With the recognition of the scope for human rights violations in the name of conservation, Harry Jonas and Jael Makagon, set out to produce a set of ‘Conservation Standards’. Harry Jonas, our Program Director, shared the work they produced at the monthly Skill and Information Sharing Session.
He set out the purpose of these ‘Conservation Standards’ to serve as guidance to right-bearers and stakeholder groups involved in conservation interventions. It aims to be as clear as possible on what precisely are the standards to be complied with when undertaking conservation initiatives. These standards are specifically based on the rights of indigenous peoples, with a focus on the law as it is stated in the United Nations Declaration on the Rights of Indigenous Peoples. This declaration is an articulation of already established customary international norms and standards as found in international law.

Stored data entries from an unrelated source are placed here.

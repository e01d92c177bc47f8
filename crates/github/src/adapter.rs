use {
    courier_channels::{
        NormalizedWebhook, ProviderKey, Result, SignatureCheck, WebhookAdapter, WebhookRequest,
        signature::{header_str, verify_hub_signature},
    },
    courier_config::GithubConfig,
    secrecy::{ExposeSecret, Secret},
};

use crate::normalize::{self, DELIVERY_HEADER, DeliveryInfo, EVENT_HEADER};

/// Inbound GitHub webhooks.
pub struct GithubAdapter {
    webhook_secret: Secret<String>,
    bot_login: Option<String>,
}

impl GithubAdapter {
    pub fn new(config: &GithubConfig) -> Self {
        Self {
            webhook_secret: config.webhook_secret.clone(),
            bot_login: config.bot_login.clone(),
        }
    }
}

impl WebhookAdapter for GithubAdapter {
    fn provider(&self) -> ProviderKey {
        ProviderKey::Github
    }

    fn verify(&self, request: &WebhookRequest<'_>, _now_secs: i64) -> SignatureCheck {
        verify_hub_signature(
            request.headers,
            request.body,
            self.webhook_secret.expose_secret(),
        )
    }

    fn normalize(&self, request: &WebhookRequest<'_>) -> Result<NormalizedWebhook> {
        let (payload, raw) = normalize::parse(request.body)?;
        let delivery = DeliveryInfo {
            delivery_id: header_str(request.headers, DELIVERY_HEADER),
            event: header_str(request.headers, EVENT_HEADER),
        };
        let event = normalize::normalize(
            request.workspace_id,
            &payload,
            raw,
            delivery,
            self.bot_login.as_deref(),
            request.received_at_ms,
        );
        Ok(NormalizedWebhook::Events(event.into_iter().collect()))
    }
}

#[allow(clippy::unwrap_used, clippy::expect_used)]
#[cfg(test)]
mod tests {
    use {
        super::*,
        courier_channels::signature::{HUB_SIGNATURE_HEADER, hmac_sha256_hex},
        http::{HeaderMap, HeaderValue},
    };

    #[test]
    fn signed_delivery_round_trip() {
        let adapter = GithubAdapter::new(&GithubConfig {
            webhook_secret: Secret::new("It's a Secret to Everybody".into()),
            ..GithubConfig::default()
        });
        let body = br#"{"action":"opened","repository":{"name":"r","owner":{"login":"o"}},"issue":{"number":1,"body":"hi"}}"#;
        let sig = hmac_sha256_hex(b"It's a Secret to Everybody", &[body]).unwrap();

        let mut headers = HeaderMap::new();
        headers.insert(HUB_SIGNATURE_HEADER, HeaderValue::from_str(&format!("sha256={sig}")).unwrap());
        headers.insert(DELIVERY_HEADER, HeaderValue::from_static("d-1"));
        headers.insert(EVENT_HEADER, HeaderValue::from_static("issues"));
        let request = WebhookRequest {
            workspace_id: "ws",
            body,
            headers: &headers,
            url: None,
            received_at_ms: 0,
        };
        assert!(adapter.verify(&request, 0).is_valid());

        let mut tampered = body.to_vec();
        tampered[12] = b'c';
        let bad = WebhookRequest {
            body: &tampered,
            ..request
        };
        assert!(!adapter.verify(&bad, 0).is_valid());

        let events = adapter.normalize(&request).unwrap().events();
        assert_eq!(events.len(), 1);
        assert_eq!(events[0].external_event_id, "d-1");
        assert_eq!(events[0].event_type, "issues");
        assert_eq!(events[0].thread.external_thread_id, "o/r#1");
    }
}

He also discussed the importance of the Whakatane Mechanism in relation to the Conservation Standards. The Whakatane Mechanism serves as a redress mechanism in assessing disputes arising in different protected areas around the world.
Natural Justice presented these ‘Conservation Standards’ at the World Conservation Congress in Hawaii early September 2016. It is also currently being discussed at a meeting in Geneva hosted by the UN Special Rapporteur on human rights and the environment, and will be further discussed at a meeting focusing on the Whakatane Mechanism in October.